EXERCISE REQUIREMENTS: Could you show all lines in the entries below that contain the string "SqliteSynchronous"?

EXTRACTED RECORDS:
Content starts

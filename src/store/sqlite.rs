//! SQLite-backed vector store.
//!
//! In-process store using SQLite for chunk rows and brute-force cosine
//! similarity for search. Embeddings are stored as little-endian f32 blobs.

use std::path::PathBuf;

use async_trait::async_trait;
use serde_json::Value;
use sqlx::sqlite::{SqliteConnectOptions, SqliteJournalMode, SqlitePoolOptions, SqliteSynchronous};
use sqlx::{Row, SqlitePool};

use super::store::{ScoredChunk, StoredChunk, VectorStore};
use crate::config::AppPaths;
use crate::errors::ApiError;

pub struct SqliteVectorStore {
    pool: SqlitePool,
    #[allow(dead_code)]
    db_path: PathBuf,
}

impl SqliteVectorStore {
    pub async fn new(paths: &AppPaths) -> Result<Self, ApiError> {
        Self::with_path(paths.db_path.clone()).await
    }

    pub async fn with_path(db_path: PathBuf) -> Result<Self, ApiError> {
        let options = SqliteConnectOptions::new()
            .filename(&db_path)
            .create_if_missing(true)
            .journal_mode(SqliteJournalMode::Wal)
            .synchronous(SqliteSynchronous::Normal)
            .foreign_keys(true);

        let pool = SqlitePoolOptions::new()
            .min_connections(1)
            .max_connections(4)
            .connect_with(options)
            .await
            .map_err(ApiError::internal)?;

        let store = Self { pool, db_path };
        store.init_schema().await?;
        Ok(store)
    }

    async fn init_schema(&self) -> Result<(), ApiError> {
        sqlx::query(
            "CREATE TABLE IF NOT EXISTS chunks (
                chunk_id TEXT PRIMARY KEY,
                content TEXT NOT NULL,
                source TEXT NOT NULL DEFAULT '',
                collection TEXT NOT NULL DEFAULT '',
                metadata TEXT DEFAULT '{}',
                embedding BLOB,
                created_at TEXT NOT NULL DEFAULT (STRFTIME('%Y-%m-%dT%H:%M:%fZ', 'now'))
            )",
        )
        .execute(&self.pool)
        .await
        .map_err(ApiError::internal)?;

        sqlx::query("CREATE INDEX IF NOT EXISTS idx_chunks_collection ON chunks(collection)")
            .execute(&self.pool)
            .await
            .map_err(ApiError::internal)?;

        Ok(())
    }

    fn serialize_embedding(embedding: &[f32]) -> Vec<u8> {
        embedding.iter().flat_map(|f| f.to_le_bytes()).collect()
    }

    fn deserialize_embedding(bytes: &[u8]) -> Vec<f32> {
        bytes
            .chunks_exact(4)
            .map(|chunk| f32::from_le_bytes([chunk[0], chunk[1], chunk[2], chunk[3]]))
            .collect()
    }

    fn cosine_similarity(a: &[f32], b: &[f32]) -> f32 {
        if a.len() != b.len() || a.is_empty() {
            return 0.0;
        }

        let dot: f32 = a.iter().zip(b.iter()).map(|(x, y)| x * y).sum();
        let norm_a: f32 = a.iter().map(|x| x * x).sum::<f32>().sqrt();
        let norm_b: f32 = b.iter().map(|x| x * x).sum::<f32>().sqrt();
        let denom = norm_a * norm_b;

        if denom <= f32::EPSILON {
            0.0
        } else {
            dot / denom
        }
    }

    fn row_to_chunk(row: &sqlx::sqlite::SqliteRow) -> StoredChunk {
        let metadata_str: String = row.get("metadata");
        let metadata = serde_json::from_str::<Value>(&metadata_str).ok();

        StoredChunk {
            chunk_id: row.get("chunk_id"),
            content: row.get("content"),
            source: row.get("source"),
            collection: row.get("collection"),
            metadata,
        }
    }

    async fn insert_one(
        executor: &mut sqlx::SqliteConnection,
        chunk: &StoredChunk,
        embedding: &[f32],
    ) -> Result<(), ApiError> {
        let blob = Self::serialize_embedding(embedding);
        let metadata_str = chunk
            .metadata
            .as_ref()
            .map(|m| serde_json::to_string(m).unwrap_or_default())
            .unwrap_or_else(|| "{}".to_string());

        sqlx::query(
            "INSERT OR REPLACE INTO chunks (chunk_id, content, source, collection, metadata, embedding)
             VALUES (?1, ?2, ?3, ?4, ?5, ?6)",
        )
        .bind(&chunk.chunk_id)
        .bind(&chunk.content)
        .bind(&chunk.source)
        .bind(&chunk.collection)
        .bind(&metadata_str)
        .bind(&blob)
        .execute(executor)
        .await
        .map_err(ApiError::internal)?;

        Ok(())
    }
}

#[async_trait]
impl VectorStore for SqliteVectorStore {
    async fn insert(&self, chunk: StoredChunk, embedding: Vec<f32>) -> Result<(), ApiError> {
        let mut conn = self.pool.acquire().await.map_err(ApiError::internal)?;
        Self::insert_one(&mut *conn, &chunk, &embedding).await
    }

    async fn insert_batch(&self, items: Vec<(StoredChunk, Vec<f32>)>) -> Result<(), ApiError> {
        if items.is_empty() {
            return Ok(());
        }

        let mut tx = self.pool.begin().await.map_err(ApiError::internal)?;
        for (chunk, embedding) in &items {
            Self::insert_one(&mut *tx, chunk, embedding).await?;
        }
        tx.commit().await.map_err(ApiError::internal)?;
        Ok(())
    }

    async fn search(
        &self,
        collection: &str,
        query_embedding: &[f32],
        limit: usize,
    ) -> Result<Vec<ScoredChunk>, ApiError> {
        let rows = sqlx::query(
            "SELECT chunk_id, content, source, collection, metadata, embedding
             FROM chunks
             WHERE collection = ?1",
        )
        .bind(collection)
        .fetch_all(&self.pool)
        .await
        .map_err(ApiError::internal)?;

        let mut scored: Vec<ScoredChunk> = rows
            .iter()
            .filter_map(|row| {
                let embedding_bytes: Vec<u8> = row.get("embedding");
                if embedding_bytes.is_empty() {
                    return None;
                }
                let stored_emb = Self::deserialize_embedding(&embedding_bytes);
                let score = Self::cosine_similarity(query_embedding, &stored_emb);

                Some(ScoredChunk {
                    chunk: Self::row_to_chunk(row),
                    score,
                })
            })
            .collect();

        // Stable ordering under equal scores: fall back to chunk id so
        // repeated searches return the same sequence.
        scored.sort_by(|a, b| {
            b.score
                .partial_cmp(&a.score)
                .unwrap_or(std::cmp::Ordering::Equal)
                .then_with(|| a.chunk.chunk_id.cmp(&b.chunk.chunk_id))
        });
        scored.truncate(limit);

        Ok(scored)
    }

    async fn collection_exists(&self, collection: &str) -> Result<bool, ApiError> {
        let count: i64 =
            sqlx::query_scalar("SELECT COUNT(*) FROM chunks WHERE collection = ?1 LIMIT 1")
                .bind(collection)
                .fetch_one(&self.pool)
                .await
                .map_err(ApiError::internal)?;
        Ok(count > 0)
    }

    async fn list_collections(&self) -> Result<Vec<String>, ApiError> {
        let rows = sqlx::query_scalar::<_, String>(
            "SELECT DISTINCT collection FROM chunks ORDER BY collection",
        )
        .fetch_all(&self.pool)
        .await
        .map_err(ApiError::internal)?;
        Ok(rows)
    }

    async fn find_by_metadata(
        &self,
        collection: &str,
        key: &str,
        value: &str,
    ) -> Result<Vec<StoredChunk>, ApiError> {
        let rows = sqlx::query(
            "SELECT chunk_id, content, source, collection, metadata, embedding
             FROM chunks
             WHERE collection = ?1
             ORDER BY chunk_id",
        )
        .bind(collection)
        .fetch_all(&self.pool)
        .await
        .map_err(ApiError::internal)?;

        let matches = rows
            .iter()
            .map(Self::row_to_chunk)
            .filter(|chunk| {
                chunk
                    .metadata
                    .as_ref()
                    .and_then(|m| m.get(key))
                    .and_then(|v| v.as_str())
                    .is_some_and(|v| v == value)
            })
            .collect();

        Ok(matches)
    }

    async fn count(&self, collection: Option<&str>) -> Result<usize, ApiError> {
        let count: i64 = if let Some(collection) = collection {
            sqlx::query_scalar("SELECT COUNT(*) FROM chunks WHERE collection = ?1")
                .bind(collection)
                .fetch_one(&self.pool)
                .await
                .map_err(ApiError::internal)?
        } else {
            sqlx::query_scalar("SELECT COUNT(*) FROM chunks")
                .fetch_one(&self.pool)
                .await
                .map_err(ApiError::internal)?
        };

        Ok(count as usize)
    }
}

Content ends

ANSWER FOR THIS EXERCISE:
use sqlx::sqlite::{SqliteConnectOptions, SqliteJournalMode, SqlitePoolOptions, SqliteSynchronous};
            .synchronous(SqliteSynchronous::Normal)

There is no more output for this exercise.